▶ **Collection entries**:
++++++++

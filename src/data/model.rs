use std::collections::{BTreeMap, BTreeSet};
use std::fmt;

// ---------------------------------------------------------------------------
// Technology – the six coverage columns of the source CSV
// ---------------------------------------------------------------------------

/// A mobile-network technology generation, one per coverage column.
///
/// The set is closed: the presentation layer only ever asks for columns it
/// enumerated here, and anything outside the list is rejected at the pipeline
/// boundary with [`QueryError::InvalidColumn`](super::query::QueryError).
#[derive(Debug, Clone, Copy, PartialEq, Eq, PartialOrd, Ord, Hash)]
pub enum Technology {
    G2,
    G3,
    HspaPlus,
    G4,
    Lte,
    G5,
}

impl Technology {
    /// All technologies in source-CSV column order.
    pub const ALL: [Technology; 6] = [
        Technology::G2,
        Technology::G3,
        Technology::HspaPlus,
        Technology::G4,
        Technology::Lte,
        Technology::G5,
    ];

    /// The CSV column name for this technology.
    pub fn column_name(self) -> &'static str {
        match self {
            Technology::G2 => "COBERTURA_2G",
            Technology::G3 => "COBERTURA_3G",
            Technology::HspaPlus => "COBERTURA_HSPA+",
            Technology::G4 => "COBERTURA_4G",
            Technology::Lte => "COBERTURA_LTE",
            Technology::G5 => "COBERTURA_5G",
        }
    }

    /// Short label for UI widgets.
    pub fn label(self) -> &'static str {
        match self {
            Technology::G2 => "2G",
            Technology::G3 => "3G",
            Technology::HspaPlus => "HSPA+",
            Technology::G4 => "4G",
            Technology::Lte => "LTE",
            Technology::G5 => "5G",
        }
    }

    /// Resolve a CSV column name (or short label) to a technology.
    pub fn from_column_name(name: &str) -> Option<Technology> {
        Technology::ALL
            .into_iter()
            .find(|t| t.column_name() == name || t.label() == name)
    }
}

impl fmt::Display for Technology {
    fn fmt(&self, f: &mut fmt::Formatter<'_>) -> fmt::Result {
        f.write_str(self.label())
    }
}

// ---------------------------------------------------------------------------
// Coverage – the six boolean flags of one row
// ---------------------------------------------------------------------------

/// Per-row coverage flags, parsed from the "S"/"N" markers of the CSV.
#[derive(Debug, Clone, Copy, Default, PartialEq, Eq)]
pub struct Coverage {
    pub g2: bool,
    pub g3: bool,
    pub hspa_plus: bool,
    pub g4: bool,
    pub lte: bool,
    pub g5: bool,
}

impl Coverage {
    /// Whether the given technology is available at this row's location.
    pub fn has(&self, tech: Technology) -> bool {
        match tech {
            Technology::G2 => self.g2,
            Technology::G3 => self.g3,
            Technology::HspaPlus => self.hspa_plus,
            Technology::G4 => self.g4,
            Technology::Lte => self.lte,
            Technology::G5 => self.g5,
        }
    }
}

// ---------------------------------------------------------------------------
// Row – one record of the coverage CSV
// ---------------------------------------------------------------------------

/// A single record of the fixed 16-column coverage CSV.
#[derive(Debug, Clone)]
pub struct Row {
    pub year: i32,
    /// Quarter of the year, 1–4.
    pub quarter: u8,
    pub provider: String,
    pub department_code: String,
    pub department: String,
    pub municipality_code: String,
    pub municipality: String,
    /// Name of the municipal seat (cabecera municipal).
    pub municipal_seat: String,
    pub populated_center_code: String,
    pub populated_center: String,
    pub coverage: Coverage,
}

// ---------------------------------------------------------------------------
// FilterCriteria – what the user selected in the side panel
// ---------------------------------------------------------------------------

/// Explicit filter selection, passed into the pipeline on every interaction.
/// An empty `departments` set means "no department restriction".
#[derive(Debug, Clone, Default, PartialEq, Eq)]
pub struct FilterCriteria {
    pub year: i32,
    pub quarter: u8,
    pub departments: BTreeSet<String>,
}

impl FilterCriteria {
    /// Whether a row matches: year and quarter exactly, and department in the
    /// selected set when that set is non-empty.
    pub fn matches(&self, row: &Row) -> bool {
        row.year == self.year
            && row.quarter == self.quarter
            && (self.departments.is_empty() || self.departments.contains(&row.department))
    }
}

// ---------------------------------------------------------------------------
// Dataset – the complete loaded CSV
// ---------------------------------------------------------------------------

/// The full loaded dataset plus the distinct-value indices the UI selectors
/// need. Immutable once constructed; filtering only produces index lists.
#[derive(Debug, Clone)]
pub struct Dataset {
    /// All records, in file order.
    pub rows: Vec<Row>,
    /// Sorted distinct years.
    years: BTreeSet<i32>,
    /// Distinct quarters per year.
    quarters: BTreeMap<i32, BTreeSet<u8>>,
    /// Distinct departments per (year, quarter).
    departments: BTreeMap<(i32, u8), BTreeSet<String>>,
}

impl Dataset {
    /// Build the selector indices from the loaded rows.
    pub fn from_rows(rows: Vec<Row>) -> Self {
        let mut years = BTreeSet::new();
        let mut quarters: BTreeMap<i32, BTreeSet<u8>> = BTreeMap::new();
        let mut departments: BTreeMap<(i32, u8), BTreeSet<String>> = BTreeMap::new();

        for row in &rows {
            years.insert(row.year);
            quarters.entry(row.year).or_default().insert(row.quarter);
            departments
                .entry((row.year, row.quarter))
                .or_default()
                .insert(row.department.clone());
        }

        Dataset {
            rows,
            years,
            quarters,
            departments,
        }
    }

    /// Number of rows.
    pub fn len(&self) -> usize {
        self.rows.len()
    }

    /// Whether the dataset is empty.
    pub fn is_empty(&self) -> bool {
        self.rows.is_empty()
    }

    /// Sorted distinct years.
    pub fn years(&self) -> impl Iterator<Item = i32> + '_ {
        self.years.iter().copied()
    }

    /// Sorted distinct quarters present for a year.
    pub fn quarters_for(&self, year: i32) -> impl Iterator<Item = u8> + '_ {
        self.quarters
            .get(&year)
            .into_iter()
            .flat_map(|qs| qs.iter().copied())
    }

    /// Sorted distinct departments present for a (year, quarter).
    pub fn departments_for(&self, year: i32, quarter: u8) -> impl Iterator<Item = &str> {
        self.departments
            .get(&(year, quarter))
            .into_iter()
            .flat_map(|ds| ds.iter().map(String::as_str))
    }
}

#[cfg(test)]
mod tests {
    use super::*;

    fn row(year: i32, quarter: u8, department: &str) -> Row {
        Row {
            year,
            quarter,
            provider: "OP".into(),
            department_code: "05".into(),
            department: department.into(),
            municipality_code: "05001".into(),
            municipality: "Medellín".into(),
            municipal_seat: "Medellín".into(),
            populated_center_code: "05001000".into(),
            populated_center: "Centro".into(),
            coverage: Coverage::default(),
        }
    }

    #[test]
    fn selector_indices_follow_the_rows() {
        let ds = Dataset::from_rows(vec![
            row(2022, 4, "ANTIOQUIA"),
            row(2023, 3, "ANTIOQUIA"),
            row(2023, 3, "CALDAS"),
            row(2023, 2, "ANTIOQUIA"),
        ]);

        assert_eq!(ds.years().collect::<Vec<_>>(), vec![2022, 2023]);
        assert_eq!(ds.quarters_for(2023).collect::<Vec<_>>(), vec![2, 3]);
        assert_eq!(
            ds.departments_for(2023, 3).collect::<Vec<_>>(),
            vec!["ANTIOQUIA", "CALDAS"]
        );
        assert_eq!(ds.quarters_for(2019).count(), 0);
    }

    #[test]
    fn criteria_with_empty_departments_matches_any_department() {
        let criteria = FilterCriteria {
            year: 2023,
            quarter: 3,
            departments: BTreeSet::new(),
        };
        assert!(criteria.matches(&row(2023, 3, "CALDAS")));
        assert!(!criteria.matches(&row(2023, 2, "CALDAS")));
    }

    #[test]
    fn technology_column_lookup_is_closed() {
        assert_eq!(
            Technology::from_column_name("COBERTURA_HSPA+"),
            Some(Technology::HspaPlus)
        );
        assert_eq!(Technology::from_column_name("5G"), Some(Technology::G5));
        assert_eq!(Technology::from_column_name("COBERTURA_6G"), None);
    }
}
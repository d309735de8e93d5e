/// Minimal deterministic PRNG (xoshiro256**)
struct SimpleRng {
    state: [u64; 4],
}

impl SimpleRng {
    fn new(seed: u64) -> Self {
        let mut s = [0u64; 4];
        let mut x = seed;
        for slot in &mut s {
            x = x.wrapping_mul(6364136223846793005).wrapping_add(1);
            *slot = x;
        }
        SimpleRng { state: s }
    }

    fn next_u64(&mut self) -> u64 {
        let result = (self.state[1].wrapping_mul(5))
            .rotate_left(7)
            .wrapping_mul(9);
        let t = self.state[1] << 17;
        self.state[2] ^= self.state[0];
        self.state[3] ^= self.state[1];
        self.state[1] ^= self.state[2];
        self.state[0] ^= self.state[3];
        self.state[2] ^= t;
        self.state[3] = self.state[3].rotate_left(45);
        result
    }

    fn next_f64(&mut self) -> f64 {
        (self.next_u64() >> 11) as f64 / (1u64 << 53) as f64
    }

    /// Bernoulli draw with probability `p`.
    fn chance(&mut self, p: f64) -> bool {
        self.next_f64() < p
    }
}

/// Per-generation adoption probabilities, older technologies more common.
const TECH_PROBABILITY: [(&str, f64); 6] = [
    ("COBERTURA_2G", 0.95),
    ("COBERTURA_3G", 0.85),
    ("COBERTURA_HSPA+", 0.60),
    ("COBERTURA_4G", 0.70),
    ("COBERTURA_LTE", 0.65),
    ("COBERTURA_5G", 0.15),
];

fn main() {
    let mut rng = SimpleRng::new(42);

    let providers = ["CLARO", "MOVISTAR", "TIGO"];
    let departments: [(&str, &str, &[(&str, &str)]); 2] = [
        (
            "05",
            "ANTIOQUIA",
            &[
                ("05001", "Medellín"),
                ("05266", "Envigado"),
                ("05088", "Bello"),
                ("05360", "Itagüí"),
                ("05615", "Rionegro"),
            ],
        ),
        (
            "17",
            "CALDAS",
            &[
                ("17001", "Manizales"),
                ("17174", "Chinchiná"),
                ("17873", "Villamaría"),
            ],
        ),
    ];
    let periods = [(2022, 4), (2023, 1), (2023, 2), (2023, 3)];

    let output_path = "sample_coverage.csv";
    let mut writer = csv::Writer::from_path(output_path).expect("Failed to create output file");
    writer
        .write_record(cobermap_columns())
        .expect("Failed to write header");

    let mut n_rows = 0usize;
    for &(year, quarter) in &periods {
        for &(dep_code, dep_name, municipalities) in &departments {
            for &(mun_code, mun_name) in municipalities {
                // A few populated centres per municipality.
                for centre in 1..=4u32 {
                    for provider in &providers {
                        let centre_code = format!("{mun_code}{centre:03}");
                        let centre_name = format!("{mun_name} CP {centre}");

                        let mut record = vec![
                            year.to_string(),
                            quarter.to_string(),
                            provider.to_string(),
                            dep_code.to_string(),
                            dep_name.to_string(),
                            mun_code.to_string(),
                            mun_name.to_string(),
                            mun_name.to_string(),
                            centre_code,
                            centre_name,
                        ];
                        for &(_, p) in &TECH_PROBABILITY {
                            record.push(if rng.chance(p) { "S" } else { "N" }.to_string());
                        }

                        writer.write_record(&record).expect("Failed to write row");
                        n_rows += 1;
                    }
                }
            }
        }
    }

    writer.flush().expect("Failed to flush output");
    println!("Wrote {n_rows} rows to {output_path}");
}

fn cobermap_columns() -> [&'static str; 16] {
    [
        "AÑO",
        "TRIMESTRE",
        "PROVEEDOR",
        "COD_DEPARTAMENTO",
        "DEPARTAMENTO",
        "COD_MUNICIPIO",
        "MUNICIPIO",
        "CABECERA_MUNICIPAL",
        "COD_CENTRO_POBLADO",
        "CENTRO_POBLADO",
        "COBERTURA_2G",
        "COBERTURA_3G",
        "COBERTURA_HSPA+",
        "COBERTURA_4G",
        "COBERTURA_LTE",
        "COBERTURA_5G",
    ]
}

++++++++

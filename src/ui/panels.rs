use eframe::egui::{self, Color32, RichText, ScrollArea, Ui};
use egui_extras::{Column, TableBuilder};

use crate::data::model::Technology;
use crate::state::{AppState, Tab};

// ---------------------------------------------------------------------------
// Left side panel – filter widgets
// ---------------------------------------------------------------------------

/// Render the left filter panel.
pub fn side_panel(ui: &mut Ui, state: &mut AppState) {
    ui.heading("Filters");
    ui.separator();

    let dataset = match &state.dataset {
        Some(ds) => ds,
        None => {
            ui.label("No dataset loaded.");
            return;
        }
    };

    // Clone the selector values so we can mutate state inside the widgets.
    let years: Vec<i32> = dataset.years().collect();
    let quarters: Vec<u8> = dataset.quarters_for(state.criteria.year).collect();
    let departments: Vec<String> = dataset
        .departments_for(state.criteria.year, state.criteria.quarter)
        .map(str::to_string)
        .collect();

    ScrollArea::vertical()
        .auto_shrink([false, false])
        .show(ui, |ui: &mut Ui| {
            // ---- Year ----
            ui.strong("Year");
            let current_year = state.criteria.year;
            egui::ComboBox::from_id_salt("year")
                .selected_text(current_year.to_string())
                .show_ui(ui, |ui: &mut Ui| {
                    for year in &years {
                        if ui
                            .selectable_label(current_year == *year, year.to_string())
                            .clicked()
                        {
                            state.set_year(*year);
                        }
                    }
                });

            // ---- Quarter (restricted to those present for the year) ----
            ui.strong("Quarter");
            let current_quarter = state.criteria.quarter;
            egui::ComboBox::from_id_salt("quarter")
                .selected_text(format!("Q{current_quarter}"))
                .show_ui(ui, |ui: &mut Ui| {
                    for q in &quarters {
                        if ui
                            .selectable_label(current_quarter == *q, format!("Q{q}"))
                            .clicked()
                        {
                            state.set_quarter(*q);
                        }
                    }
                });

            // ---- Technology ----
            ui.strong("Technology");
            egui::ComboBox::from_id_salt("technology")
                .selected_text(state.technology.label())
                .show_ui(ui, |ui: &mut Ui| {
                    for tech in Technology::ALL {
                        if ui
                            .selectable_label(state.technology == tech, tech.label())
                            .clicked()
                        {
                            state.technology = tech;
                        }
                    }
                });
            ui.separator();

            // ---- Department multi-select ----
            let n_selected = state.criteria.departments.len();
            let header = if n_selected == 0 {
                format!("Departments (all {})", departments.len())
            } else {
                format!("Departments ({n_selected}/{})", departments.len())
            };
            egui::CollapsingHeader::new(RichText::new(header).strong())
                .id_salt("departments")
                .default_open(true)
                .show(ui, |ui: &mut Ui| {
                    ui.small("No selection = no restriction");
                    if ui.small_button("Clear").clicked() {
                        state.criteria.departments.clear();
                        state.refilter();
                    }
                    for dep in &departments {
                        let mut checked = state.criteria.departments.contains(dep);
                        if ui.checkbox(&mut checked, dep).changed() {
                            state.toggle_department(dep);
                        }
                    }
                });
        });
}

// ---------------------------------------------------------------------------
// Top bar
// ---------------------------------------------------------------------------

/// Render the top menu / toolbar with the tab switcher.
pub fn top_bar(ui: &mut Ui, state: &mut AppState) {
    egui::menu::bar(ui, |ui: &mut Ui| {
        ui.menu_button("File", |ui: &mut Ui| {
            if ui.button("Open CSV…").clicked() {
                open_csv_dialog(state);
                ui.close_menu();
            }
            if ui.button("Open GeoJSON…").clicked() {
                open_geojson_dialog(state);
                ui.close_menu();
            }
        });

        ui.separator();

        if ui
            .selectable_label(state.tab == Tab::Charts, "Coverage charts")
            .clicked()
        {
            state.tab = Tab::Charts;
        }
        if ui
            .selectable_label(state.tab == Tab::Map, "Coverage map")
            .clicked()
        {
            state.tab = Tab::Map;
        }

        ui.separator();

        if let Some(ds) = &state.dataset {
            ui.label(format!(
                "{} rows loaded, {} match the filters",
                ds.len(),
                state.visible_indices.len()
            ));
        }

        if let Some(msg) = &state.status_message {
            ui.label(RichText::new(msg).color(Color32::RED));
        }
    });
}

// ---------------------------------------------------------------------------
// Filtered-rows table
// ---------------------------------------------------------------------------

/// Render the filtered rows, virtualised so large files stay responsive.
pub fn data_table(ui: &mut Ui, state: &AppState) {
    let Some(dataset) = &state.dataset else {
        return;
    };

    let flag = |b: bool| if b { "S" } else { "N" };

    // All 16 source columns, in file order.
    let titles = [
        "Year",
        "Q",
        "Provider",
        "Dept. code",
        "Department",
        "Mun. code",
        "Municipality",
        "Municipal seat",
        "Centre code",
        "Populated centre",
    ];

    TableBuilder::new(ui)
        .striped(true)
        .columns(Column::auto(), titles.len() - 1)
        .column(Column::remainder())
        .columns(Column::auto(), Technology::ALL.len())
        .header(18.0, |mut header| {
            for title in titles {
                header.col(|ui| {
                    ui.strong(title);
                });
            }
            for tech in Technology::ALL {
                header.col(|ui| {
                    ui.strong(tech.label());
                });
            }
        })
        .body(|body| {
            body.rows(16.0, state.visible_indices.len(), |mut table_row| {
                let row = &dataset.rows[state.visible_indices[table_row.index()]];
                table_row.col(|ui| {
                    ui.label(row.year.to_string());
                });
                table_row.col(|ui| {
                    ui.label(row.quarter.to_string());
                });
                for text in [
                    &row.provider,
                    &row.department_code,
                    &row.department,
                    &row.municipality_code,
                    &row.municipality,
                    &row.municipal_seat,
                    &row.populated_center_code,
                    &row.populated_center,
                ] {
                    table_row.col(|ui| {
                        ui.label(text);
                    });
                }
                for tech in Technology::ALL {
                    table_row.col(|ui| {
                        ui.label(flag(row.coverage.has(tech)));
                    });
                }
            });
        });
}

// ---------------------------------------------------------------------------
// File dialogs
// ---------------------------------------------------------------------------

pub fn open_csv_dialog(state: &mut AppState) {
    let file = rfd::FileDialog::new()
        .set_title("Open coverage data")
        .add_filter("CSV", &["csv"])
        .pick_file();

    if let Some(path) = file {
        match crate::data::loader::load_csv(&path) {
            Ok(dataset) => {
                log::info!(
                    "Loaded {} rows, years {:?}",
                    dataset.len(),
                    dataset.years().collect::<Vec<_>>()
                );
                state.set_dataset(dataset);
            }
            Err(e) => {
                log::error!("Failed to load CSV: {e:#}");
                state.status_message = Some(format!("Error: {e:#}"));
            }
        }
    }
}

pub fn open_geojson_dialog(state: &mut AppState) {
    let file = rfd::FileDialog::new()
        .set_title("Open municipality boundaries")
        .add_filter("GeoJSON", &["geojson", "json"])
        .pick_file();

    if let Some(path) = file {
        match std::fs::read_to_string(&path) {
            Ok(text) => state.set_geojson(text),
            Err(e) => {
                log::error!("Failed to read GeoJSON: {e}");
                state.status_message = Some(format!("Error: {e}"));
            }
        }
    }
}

++++++++

Search the data and copy each line containing "static".

▶ **RESPONSE AREA**:
    pub fn column_name(self) -> &'static str {
    pub fn label(self) -> &'static str {
fn cobermap_columns() -> [&'static str; 16] {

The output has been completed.